There is a major debate raging across economists and analysts alike on one hot topic – printing money.
Printing money or put in intelligent sounding economic parlance, ‘Quantitative Easing’ (QE), is what many are saying is the only solution for India to emerge out of this pandemic morass. The virus continues to rage and as the date for the vaccine keeps on looking like the boat on the horizon – there but not quite yet there, the impact on the economy is getting bigger.
The Rs.20 lakh crore stimulus package announced earlier made not even a dent. RBI has consistently reduced rates and it might even reduce it again in August. Yet, no one is borrowing. Banks are also not lending. Demand seems to be dead except for essentials of life. Factories are running on lower capacities and people are not saving but dissaving - spending is financed by already accumulated savings, such as money in a savings account, or borrowed, as employment and getting full salaries is a huge challenge for many.
Its not as though banks do not have the money – they have more than enough liquidity. But because they need to deal with a moratorium and expect bad debt to burgeon with many borrowers having lost jobs and many SMEs and MSMEs fighting for survival or dead, they are simply not lending. Thus they prefer to park their funds with the RBI against 3.5% reverse repo rate than lend to companies or invest in Govt bonds and earn a yield of 6%.
So, the question is – what’s the point of printing money when there is already excess liquidity and banks are simply not lending? More money doesn’t mean they will lend; that money too will find its way back to the coffers of RBI rather than circulate in the economy.
When we say printing money or QE, what we mean is RBI will print money and use that money to buy Govt bonds or lend directly or pump money back into the economy via the banks. As one can see, that money might never find its way into the economy in the current circumstance.

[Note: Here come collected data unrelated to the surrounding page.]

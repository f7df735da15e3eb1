use axum::{
    extract::{DefaultBodyLimit, Multipart, State},
    http::{header, StatusCode},
    response::{IntoResponse, Response},
    routing::post,
    Router,
};
use kp_form::client::{
    FormState, NetworkError, StatusLevel, SubmitOutcome, Submitter, MSG_BAD_RESPONSE, MSG_CONNECT,
    MSG_SENT, MSG_SERVER_ERROR, MSG_TIMEOUT, MSG_UNEXPECTED,
};
use kp_form::config::Config;
use kp_form::deadline::Deadline;
use kp_form::proposal::{Attachment, Proposal};
use kp_form::routes::router;
use kp_form::state::AppState;
use serde_json::{json, Value};
use std::sync::{Arc, Mutex};
use std::time::Duration;

#[derive(Debug, Clone)]
struct Received {
    fields: Vec<(String, String)>,
    file: Option<(String, Option<String>, usize)>,
}

impl Received {
    fn field(&self, name: &str) -> Option<&str> {
        self.fields
            .iter()
            .find(|(k, _)| k == name)
            .map(|(_, v)| v.as_str())
    }
}

struct MockUpstream {
    status: StatusCode,
    content_type: &'static str,
    body: String,
    hang: bool,
    received: Mutex<Vec<Received>>,
}

impl MockUpstream {
    fn build(status: u16, content_type: &'static str, body: &str, hang: bool) -> Arc<Self> {
        Arc::new(Self {
            status: StatusCode::from_u16(status).unwrap(),
            content_type,
            body: body.to_string(),
            hang,
            received: Mutex::new(Vec::new()),
        })
    }

    fn new(status: u16, content_type: &'static str, body: &str) -> Arc<Self> {
        Self::build(status, content_type, body, false)
    }

    /// Records the request, then never answers.
    fn hanging() -> Arc<Self> {
        Self::build(200, "application/json", "{}", true)
    }

    fn received(&self) -> Vec<Received> {
        self.received.lock().unwrap().clone()
    }
}

async fn upstream_handler(State(mock): State<Arc<MockUpstream>>, mut multipart: Multipart) -> Response {
    let mut received = Received {
        fields: Vec::new(),
        file: None,
    };
    while let Some(field) = multipart.next_field().await.unwrap() {
        let name = field.name().unwrap_or("").to_string();
        match field.file_name().map(str::to_string) {
            Some(file_name) => {
                let content_type = field.content_type().map(str::to_string);
                let size = field.bytes().await.unwrap().len();
                received.file = Some((file_name, content_type, size));
            }
            None => received.fields.push((name, field.text().await.unwrap())),
        }
    }
    mock.received.lock().unwrap().push(received);

    if mock.hang {
        std::future::pending::<()>().await;
    }

    (
        mock.status,
        [(header::CONTENT_TYPE, mock.content_type)],
        mock.body.clone(),
    )
        .into_response()
}

async fn serve(app: Router) -> String {
    let listener = tokio::net::TcpListener::bind("127.0.0.1:0").await.unwrap();
    let addr = listener.local_addr().unwrap();
    tokio::spawn(async move {
        axum::serve(listener, app).await.unwrap();
    });
    format!("http://{}", addr)
}

async fn spawn_upstream(mock: Arc<MockUpstream>) -> String {
    let app = Router::new()
        .route("/exec", post(upstream_handler))
        .layer(DefaultBodyLimit::disable())
        .with_state(mock);
    format!("{}/exec", serve(app).await)
}

async fn spawn_proxy(upstream_url: Option<String>) -> String {
    let state = AppState::new(Config::new(upstream_url)).unwrap();
    format!("{}/api/kp", serve(router(Arc::new(state))).await)
}

fn valid_proposal() -> Proposal {
    Proposal {
        company_name: "ООО Ромашка".to_string(),
        proposal_title: "Поставка серверов".to_string(),
        amount: "250000.50".to_string(),
        currency: "RUB".to_string(),
        proposal_date: "2024-06-01".to_string(),
        email: "sales@romashka.ru".to_string(),
        source_link: "https://romashka.ru/kp".to_string(),
        consent: true,
        ..Default::default()
    }
}

async fn submit_via_proxy(mock: Arc<MockUpstream>, proposal: Proposal) -> (SubmitOutcome, FormState) {
    let upstream = spawn_upstream(mock).await;
    let proxy = spawn_proxy(Some(upstream)).await;
    let submitter = Submitter::new(Some(proxy)).unwrap();

    let mut form = FormState::new(proposal);
    let outcome = submitter.submit(&mut form).await;
    (outcome, form)
}

/// An address with nothing listening on it.
async fn closed_address() -> String {
    let listener = tokio::net::TcpListener::bind("127.0.0.1:0").await.unwrap();
    let addr = listener.local_addr().unwrap();
    drop(listener);
    format!("http://{}/api/kp", addr)
}

#[tokio::test]
async fn test_successful_submission_clears_form() {
    let mock = MockUpstream::new(200, "application/json", r#"{"success":true,"row":12}"#);
    let (outcome, form) = submit_via_proxy(mock.clone(), valid_proposal()).await;

    assert_eq!(outcome, SubmitOutcome::Sent);
    assert_eq!(form.status_message(), MSG_SENT);
    assert_eq!(form.proposal, Proposal::default());
    assert!(form.errors.is_empty());
    assert!(!form.is_busy());

    let received = mock.received();
    assert_eq!(received.len(), 1);
    assert_eq!(received[0].field("companyName"), Some("ООО Ромашка"));
    assert_eq!(received[0].field("amount"), Some("250000.50"));
    assert_eq!(received[0].field("consent"), Some("on"));
    assert!(received[0].field("clientTimestamp").is_some());
    assert!(received[0].file.is_none());
}

#[tokio::test]
async fn test_file_is_relayed_and_text_reply_wrapped() {
    let mock = MockUpstream::new(200, "text/plain", "OK");
    let proposal = Proposal {
        proposal_file: Some(Attachment {
            file_name: "offer.pdf".to_string(),
            content_type: None,
            data: vec![1; 5 * 1024 * 1024],
        }),
        ..valid_proposal()
    };
    let (outcome, _) = submit_via_proxy(mock.clone(), proposal).await;

    // Proxy answers {"success": true, "data": "OK"} for a text upstream body.
    assert_eq!(outcome, SubmitOutcome::Sent);

    let (file_name, content_type, size) = mock.received()[0].file.clone().unwrap();
    assert_eq!(file_name, "offer.pdf");
    assert_eq!(content_type.as_deref(), Some("application/pdf"));
    assert_eq!(size, 5 * 1024 * 1024);
}

#[tokio::test]
async fn test_upstream_failure_message_reaches_user() {
    let mock = MockUpstream::new(
        422,
        "application/json",
        r#"{"success":false,"message":"Такое КП уже зарегистрировано"}"#,
    );
    let (outcome, form) = submit_via_proxy(mock, valid_proposal()).await;

    assert_eq!(
        outcome,
        SubmitOutcome::Failed(NetworkError::Server(
            "Такое КП уже зарегистрировано".to_string()
        ))
    );
    assert_eq!(form.status_message(), "Такое КП уже зарегистрировано");
    assert_eq!(form.proposal, valid_proposal());
}

#[tokio::test]
async fn test_upstream_text_failure_is_generic_server_error() {
    let mock = MockUpstream::new(503, "text/html", "<h1>Service Unavailable</h1>");
    let (outcome, form) = submit_via_proxy(mock, valid_proposal()).await;

    assert!(matches!(outcome, SubmitOutcome::Failed(_)));
    assert_eq!(form.status_message(), MSG_SERVER_ERROR);
}

#[tokio::test]
async fn test_unexpected_shape_keeps_form() {
    let mock = MockUpstream::new(200, "application/json", r#"{"result":"stored"}"#);
    let (outcome, form) = submit_via_proxy(mock, valid_proposal()).await;

    assert_eq!(outcome, SubmitOutcome::Unexpected);
    assert_eq!(form.status_message(), MSG_UNEXPECTED);
    assert_eq!(form.status.as_ref().unwrap().level, StatusLevel::Info);
    assert_eq!(form.proposal, valid_proposal());
}

#[tokio::test]
async fn test_expired_deadline_reports_timeout() {
    let mock = MockUpstream::hanging();
    let upstream = spawn_upstream(mock).await;
    let proxy = spawn_proxy(Some(upstream)).await;
    let submitter = Submitter::new(Some(proxy)).unwrap();

    let mut form = FormState::new(valid_proposal());
    let outcome = submitter.submit_until(&mut form, Deadline::expired()).await;

    assert_eq!(outcome, SubmitOutcome::Failed(NetworkError::Timeout));
    assert_eq!(form.status_message(), MSG_TIMEOUT);
    assert!(!form.is_busy());
}

#[tokio::test]
async fn test_hanging_upstream_times_out_in_flight() {
    let mock = MockUpstream::hanging();
    let upstream = spawn_upstream(mock.clone()).await;
    let proxy = spawn_proxy(Some(upstream)).await;
    let submitter = Submitter::new(Some(proxy))
        .unwrap()
        .with_timeout(Duration::from_millis(500));

    let mut form = FormState::new(valid_proposal());
    let outcome = submitter.submit(&mut form).await;

    assert_eq!(outcome, SubmitOutcome::Failed(NetworkError::Timeout));
    assert_eq!(form.status_message(), MSG_TIMEOUT);
    assert_eq!(mock.received().len(), 1);
}

#[tokio::test]
async fn test_proxy_without_upstream_makes_no_call() {
    let mock = MockUpstream::new(200, "application/json", r#"{"success":true}"#);
    let _upstream = spawn_upstream(mock.clone()).await;
    let proxy = spawn_proxy(None).await;

    let form = reqwest::multipart::Form::new().text("companyName", "Acme");
    let response = reqwest::Client::new()
        .post(&proxy)
        .multipart(form)
        .send()
        .await
        .unwrap();
    assert_eq!(response.status(), reqwest::StatusCode::INTERNAL_SERVER_ERROR);

    let body: Value = response.json().await.unwrap();
    assert_eq!(body["success"], json!(false));
    assert!(!body["message"].as_str().unwrap().is_empty());
    assert!(mock.received().is_empty());
}

#[tokio::test]
async fn test_unreachable_upstream_is_proxy_error() {
    let proxy = spawn_proxy(Some(closed_address().await)).await;

    let form = reqwest::multipart::Form::new().text("companyName", "Acme");
    let response = reqwest::Client::new()
        .post(&proxy)
        .multipart(form)
        .send()
        .await
        .unwrap();
    assert_eq!(response.status(), reqwest::StatusCode::INTERNAL_SERVER_ERROR);

    let body: Value = response.json().await.unwrap();
    assert_eq!(body["success"], json!(false));
    assert!(!body["message"].as_str().unwrap().is_empty());
}

#[tokio::test]
async fn test_unreachable_proxy_is_connection_failure() {
    let submitter = Submitter::new(Some(closed_address().await)).unwrap();
    let mut form = FormState::new(valid_proposal());

    let outcome = submitter.submit(&mut form).await;
    assert!(matches!(outcome, SubmitOutcome::Failed(NetworkError::Connect(_))));
    assert_eq!(form.status_message(), MSG_CONNECT);
}

#[tokio::test]
async fn test_proxy_fills_timestamp_only_when_missing() {
    let mock = MockUpstream::new(200, "application/json", r#"{"success":true}"#);
    let upstream = spawn_upstream(mock.clone()).await;
    let proxy = spawn_proxy(Some(upstream)).await;
    let client = reqwest::Client::new();

    let without = reqwest::multipart::Form::new()
        .text("companyName", "Acme")
        .text("note", "free text");
    client.post(&proxy).multipart(without).send().await.unwrap();

    let with = reqwest::multipart::Form::new()
        .text("companyName", "Acme")
        .text("clientTimestamp", "2024-01-01T00:00:00.000Z");
    client.post(&proxy).multipart(with).send().await.unwrap();

    let received = mock.received();
    let names: Vec<&str> = received[0].fields.iter().map(|(k, _)| k.as_str()).collect();
    assert_eq!(names, ["companyName", "note", "clientTimestamp"]);
    assert_eq!(
        received[1].field("clientTimestamp"),
        Some("2024-01-01T00:00:00.000Z")
    );
    assert_eq!(received[1].fields.len(), 2);
}

#[tokio::test]
async fn test_resubmission_gets_new_timestamp() {
    let mock = MockUpstream::new(200, "application/json", r#"{"success":false}"#);
    let upstream = spawn_upstream(mock.clone()).await;
    let proxy = spawn_proxy(Some(upstream)).await;
    let submitter = Submitter::new(Some(proxy)).unwrap();

    let mut form = FormState::new(valid_proposal());
    submitter.submit(&mut form).await;
    tokio::time::sleep(Duration::from_millis(5)).await;
    submitter.submit(&mut form).await;

    let received = mock.received();
    assert_eq!(received.len(), 2);
    assert_ne!(
        received[0].field("clientTimestamp"),
        received[1].field("clientTimestamp")
    );
}

#[tokio::test]
async fn test_upstream_status_is_mirrored() {
    let mock = MockUpstream::new(418, "text/plain", "teapot");
    let upstream = spawn_upstream(mock).await;
    let proxy = spawn_proxy(Some(upstream)).await;

    let form = reqwest::multipart::Form::new().text("companyName", "Acme");
    let response = reqwest::Client::new()
        .post(&proxy)
        .multipart(form)
        .send()
        .await
        .unwrap();
    assert_eq!(response.status().as_u16(), 418);

    let body: Value = response.json().await.unwrap();
    assert_eq!(body, json!({"success": false, "data": "teapot"}));
}

#[tokio::test]
async fn test_malformed_json_shows_localized_status() {
    let mock = MockUpstream::new(200, "application/json", "{broken");
    let endpoint = spawn_upstream(mock).await;
    let submitter = Submitter::new(Some(endpoint)).unwrap();

    let mut form = FormState::new(valid_proposal());
    let outcome = submitter.submit(&mut form).await;

    assert!(matches!(outcome, SubmitOutcome::Failed(NetworkError::BadResponse(_))));
    assert_eq!(form.status_message(), MSG_BAD_RESPONSE);
    assert_eq!(form.status.as_ref().unwrap().level, StatusLevel::Error);
    assert_eq!(form.proposal, valid_proposal());
}
use thiserror::Error;

use crate::upstream::SendError;

pub const MSG_TIMEOUT: &str = "Превышено время ожидания ответа сервера.";
pub const MSG_CONNECT: &str = "Не удалось установить соединение. Повторите попытку позже.";
pub const MSG_UNKNOWN: &str = "Неизвестная ошибка сети.";
pub const MSG_BAD_RESPONSE: &str = "Сервер вернул некорректный ответ.";

/// Why a submission attempt failed after leaving the client.
#[derive(Debug, Error, Clone, PartialEq, Eq)]
pub enum NetworkError {
    #[error("timeout")]
    Timeout,
    #[error("connection failed: {0}")]
    Connect(String),
    /// Failure reported by the server itself; its text is shown as is.
    #[error("{0}")]
    Server(String),
    /// A body that could not be read as the declared content type.
    #[error("malformed response: {0}")]
    BadResponse(String),
    #[error("{0}")]
    Other(String),
}

impl NetworkError {
    /// The text shown to the user. Only server-provided messages pass
    /// through; transport and parse details stay in the logs.
    pub fn user_message(&self) -> String {
        match self {
            NetworkError::Timeout => MSG_TIMEOUT.to_string(),
            NetworkError::Connect(_) => MSG_CONNECT.to_string(),
            NetworkError::Server(msg) if !msg.is_empty() => msg.clone(),
            NetworkError::BadResponse(_) => MSG_BAD_RESPONSE.to_string(),
            NetworkError::Server(_) | NetworkError::Other(_) => MSG_UNKNOWN.to_string(),
        }
    }
}

impl From<SendError> for NetworkError {
    fn from(err: SendError) -> Self {
        if err.is_connect() {
            return NetworkError::Connect(err.to_string());
        }
        match err {
            SendError::Timeout => NetworkError::Timeout,
            SendError::Request { source, .. } if source.is_timeout() => NetworkError::Timeout,
            other => NetworkError::Other(other.to_string()),
        }
    }
}
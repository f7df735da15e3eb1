use axum::{
    http::StatusCode,
    response::{IntoResponse, Response},
    Json,
};
use serde_json::json;
use std::time::Duration;
use thiserror::Error;

#[derive(Error, Debug)]
pub enum ProxyError {
    #[error("GAS_ENDPOINT не настроен на сервере")]
    NotConfigured,

    #[error("File too large")]
    FileTooLarge,

    #[error("Unexpected field: {0}")]
    UnexpectedFile(String),

    #[error("{message}")]
    Multipart { status: StatusCode, message: String },

    #[error("timeout of {}ms exceeded", .0.as_millis())]
    UpstreamTimeout(Duration),

    #[error("{message}")]
    Upstream {
        status: Option<StatusCode>,
        message: String,
    },
}

impl ProxyError {
    pub fn status(&self) -> StatusCode {
        match self {
            ProxyError::NotConfigured => StatusCode::INTERNAL_SERVER_ERROR,
            ProxyError::FileTooLarge => StatusCode::PAYLOAD_TOO_LARGE,
            ProxyError::UnexpectedFile(_) => StatusCode::BAD_REQUEST,
            ProxyError::Multipart { status, .. } => *status,
            ProxyError::UpstreamTimeout(_) => StatusCode::INTERNAL_SERVER_ERROR,
            ProxyError::Upstream { status, .. } => {
                status.unwrap_or(StatusCode::INTERNAL_SERVER_ERROR)
            }
        }
    }
}

impl IntoResponse for ProxyError {
    fn into_response(self) -> Response {
        let status = self.status();
        let mut message = self.to_string();
        if message.is_empty() {
            message = "Proxy error".to_string();
        }

        match self {
            ProxyError::UpstreamTimeout(_) | ProxyError::Upstream { .. } => {
                tracing::error!(status = %status, "Proxy error: {}", message);
            }
            _ => tracing::warn!(status = %status, "Rejected submission: {}", message),
        }

        (status, Json(json!({ "success": false, "message": message }))).into_response()
    }
}
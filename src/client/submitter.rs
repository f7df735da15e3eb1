use reqwest::Client;
use std::time::Duration;
use tracing::{error, info, warn};

use super::{
    FormState, NetworkError, StatusLevel, MSG_INVALID_FORM, MSG_NOT_CONFIGURED, MSG_SENDING,
    MSG_SENT, MSG_SERVER_ERROR, MSG_UNEXPECTED,
};
use crate::deadline::Deadline;
use crate::upstream::{multipart_form, post_multipart, RawResponse, Reply};

pub const DEFAULT_TIMEOUT: Duration = Duration::from_secs(60);

#[derive(Debug, Clone, PartialEq, Eq)]
pub enum SubmitOutcome {
    /// Field checks failed; nothing was sent.
    Invalid,
    NotConfigured,
    Sent,
    /// Success status without the expected `success` flag.
    Unexpected,
    Failed(NetworkError),
}

pub struct Submitter {
    client: Client,
    endpoint: Option<String>,
    timeout: Duration,
}

impl Submitter {
    pub fn new(endpoint: Option<String>) -> Result<Self, reqwest::Error> {
        let client = Client::builder().build()?;
        Ok(Self {
            client,
            endpoint: endpoint.filter(|e| !e.trim().is_empty()),
            timeout: DEFAULT_TIMEOUT,
        })
    }

    pub fn with_timeout(mut self, timeout: Duration) -> Self {
        self.timeout = timeout;
        self
    }

    pub async fn submit(&self, form: &mut FormState) -> SubmitOutcome {
        self.submit_until(form, Deadline::after(self.timeout)).await
    }

    /// Validates, sends once under `deadline` and reflects the result in
    /// `form`.
    pub async fn submit_until(&self, form: &mut FormState, deadline: Deadline) -> SubmitOutcome {
        form.clear_errors();

        if !form.validate() {
            form.set_status(MSG_INVALID_FORM, StatusLevel::Error);
            return SubmitOutcome::Invalid;
        }
        let Some(endpoint) = self.endpoint.as_deref() else {
            form.set_status(MSG_NOT_CONFIGURED, StatusLevel::Error);
            return SubmitOutcome::NotConfigured;
        };

        form.set_loading(true);
        form.set_status(MSG_SENDING, StatusLevel::Info);

        let outcome = match self.send(endpoint, form, deadline).await {
            Ok(reply) => self.apply_reply(form, reply),
            Err(err) => {
                error!("Submission failed: {}", err);
                form.set_status(err.user_message(), StatusLevel::Error);
                SubmitOutcome::Failed(err)
            }
        };

        form.set_loading(false);
        outcome
    }

    async fn send(
        &self,
        endpoint: &str,
        form: &FormState,
        deadline: Deadline,
    ) -> Result<Reply, NetworkError> {
        let fields = form
            .proposal
            .text_fields()
            .into_iter()
            .map(|(field, value)| (field.as_str().to_string(), value))
            .collect();
        let file = form.proposal.proposal_file.clone().map(|mut file| {
            file.content_type = Some(file.effective_content_type());
            file
        });
        let body = multipart_form(fields, file).map_err(|e| NetworkError::Other(e.to_string()))?;

        info!(endpoint, "Submitting proposal");
        let response = post_multipart(&self.client, endpoint, body, deadline).await?;
        interpret(response)
    }

    fn apply_reply(&self, form: &mut FormState, reply: Reply) -> SubmitOutcome {
        match reply {
            Reply::StructuredSuccess(_) => {
                form.reset();
                form.set_status(MSG_SENT, StatusLevel::Info);
                SubmitOutcome::Sent
            }
            other => {
                warn!("Unexpected response: {}", other.payload_for_log());
                form.set_status(MSG_UNEXPECTED, StatusLevel::Info);
                SubmitOutcome::Unexpected
            }
        }
    }
}

/// Turns a failure status into an error carrying the server's own message.
fn interpret(response: RawResponse) -> Result<Reply, NetworkError> {
    let reply = Reply::from_content_type(response.content_type.as_deref(), &response.body)
        .map_err(|e| NetworkError::BadResponse(e.to_string()))?;

    if !(response.status.is_success() || response.status.is_redirection()) {
        let message = reply
            .failure_message()
            .unwrap_or_else(|| MSG_SERVER_ERROR.to_string());
        return Err(NetworkError::Server(message));
    }

    Ok(reply)
}
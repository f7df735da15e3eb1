mod validate;

pub use validate::*;

use chrono::{SecondsFormat, Utc};

/// Currencies offered by the form's dropdown.
pub const CURRENCIES: &[&str] = &["RUB", "USD", "EUR", "CNY"];

/// Multipart field names shared by the form, the proxy and the upstream.
#[derive(Debug, Clone, Copy, PartialEq, Eq, PartialOrd, Ord, Hash)]
pub enum Field {
    CompanyName,
    ProposalTitle,
    Amount,
    Currency,
    ProposalDate,
    Email,
    SourceLink,
    ProposalFile,
    Consent,
    ClientTimestamp,
}

impl Field {
    pub fn as_str(self) -> &'static str {
        match self {
            Field::CompanyName => "companyName",
            Field::ProposalTitle => "proposalTitle",
            Field::Amount => "amount",
            Field::Currency => "currency",
            Field::ProposalDate => "proposalDate",
            Field::Email => "email",
            Field::SourceLink => "sourceLink",
            Field::ProposalFile => "proposalFile",
            Field::Consent => "consent",
            Field::ClientTimestamp => "clientTimestamp",
        }
    }
}

impl std::fmt::Display for Field {
    fn fmt(&self, f: &mut std::fmt::Formatter<'_>) -> std::fmt::Result {
        f.write_str(self.as_str())
    }
}

#[derive(Debug, Clone, PartialEq, Eq)]
pub struct Attachment {
    pub file_name: String,
    pub content_type: Option<String>,
    pub data: Vec<u8>,
}

impl Attachment {
    pub fn size_mb(&self) -> f64 {
        self.data.len() as f64 / (1024.0 * 1024.0)
    }

    /// Content type to send: declared, else guessed from the name.
    pub fn effective_content_type(&self) -> String {
        self.content_type
            .clone()
            .filter(|ct| !ct.is_empty())
            .unwrap_or_else(|| {
                mime_guess::from_path(&self.file_name)
                    .first_raw()
                    .unwrap_or("application/octet-stream")
                    .to_string()
            })
    }
}

/// Raw form input, exactly as typed.
#[derive(Debug, Clone, Default, PartialEq)]
pub struct Proposal {
    pub company_name: String,
    pub proposal_title: String,
    pub amount: String,
    pub currency: String,
    pub proposal_date: String,
    pub email: String,
    pub source_link: String,
    pub proposal_file: Option<Attachment>,
    pub consent: bool,
    pub client_timestamp: Option<String>,
}

impl Proposal {
    /// Text parts of the outgoing multipart body. A missing `clientTimestamp`
    /// is filled with the current time on every call.
    pub fn text_fields(&self) -> Vec<(Field, String)> {
        let mut fields = vec![
            (Field::CompanyName, self.company_name.clone()),
            (Field::ProposalTitle, self.proposal_title.clone()),
            (Field::Amount, self.amount.clone()),
            (Field::Currency, self.currency.clone()),
            (Field::ProposalDate, self.proposal_date.clone()),
            (Field::Email, self.email.clone()),
            (Field::SourceLink, self.source_link.clone()),
        ];
        if self.consent {
            fields.push((Field::Consent, "on".to_string()));
        }
        let ts = self
            .client_timestamp
            .clone()
            .unwrap_or_else(timestamp_now);
        fields.push((Field::ClientTimestamp, ts));
        fields
    }
}

/// Current UTC time as ISO-8601 with millisecond precision.
pub fn timestamp_now() -> String {
    Utc::now().to_rfc3339_opts(SecondsFormat::Millis, true)
}

#[cfg(test)]
mod tests {
    use super::*;

    fn timestamp_of(fields: &[(Field, String)]) -> String {
        fields
            .iter()
            .find(|(f, _)| *f == Field::ClientTimestamp)
            .map(|(_, v)| v.clone())
            .unwrap()
    }

    #[test]
    fn test_fresh_timestamp_per_submission() {
        let proposal = Proposal::default();
        let first = timestamp_of(&proposal.text_fields());
        std::thread::sleep(std::time::Duration::from_millis(5));
        let second = timestamp_of(&proposal.text_fields());

        assert_ne!(first, second);
        assert!(proposal.client_timestamp.is_none());
        assert!(chrono::DateTime::parse_from_rfc3339(&first).is_ok());
        assert!(first.ends_with('Z'));
    }

    #[test]
    fn test_explicit_timestamp_is_kept() {
        let proposal = Proposal {
            client_timestamp: Some("2024-01-01T00:00:00.000Z".to_string()),
            ..Default::default()
        };
        assert_eq!(
            timestamp_of(&proposal.text_fields()),
            "2024-01-01T00:00:00.000Z"
        );
    }

    #[test]
    fn test_consent_only_sent_when_checked() {
        let unchecked = Proposal::default().text_fields();
        assert!(!unchecked.iter().any(|(f, _)| *f == Field::Consent));

        let checked = Proposal {
            consent: true,
            ..Default::default()
        }
        .text_fields();
        assert!(checked.iter().any(|(f, v)| *f == Field::Consent && v == "on"));
    }

    #[test]
    fn test_content_type_fallbacks() {
        let mut file = Attachment {
            file_name: "offer.pdf".to_string(),
            content_type: None,
            data: vec![],
        };
        assert_eq!(file.effective_content_type(), "application/pdf");

        file.file_name = "offer.unknownext".to_string();
        assert_eq!(file.effective_content_type(), "application/octet-stream");

        file.content_type = Some("text/plain".to_string());
        assert_eq!(file.effective_content_type(), "text/plain");
    }
}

While many economists are quick to say that this is the last resort and such extraordinary times demand such crisis management solutions, the truth is, QE will only put India deeper into the morass. Printing money always gives rise to inflation and as prices rise, yields will go down, meaning bonds will get dumped, and investors will move away from India. Given our structural fiscal deficit, rating agencies will “junk” us overnight, dealing a psychological blow. Once FIIs start moving away from Indian assets, the rupee will plunge too and that perpetuates the inflation cycle as imports get costlier. For a country like USA, printing money was not a problem as the dollar is the global reserve currency. But for us, it will be a death knell.
In the short term, we agree there will be no pressure on inflation and other perpetuating problems but do we have the will to have a short term QE? It simply will not happen.
What if the printed money is used only to directly build infrastructure and health systems? That will generate employment and boost the economy as it will lift up the sagging demand. But the benefit will be short lived as it will lead to a sharp spike in inflation, to double digits, which in turn, will turn the cycle back to high interest rates. And that will spiral into rupee depreciation and et al.
Despite what many say, QE or printing money should not even be the last resort for a country like ours. The vehicle, which is our economy, already has more than enough fuel (liquidity); we don’t need to pump in more. Instead what we need to ensure is that systemic challenges are eased, incentivize building infrastructure, provide tax incentives – the monetary outgo will be a fraction of the damage caused by printing money, with least deflation or inflation.
Printing money is indeed like letting the genie out of the lamp – there is no way to put it back inside and outside, it will wreak havoc.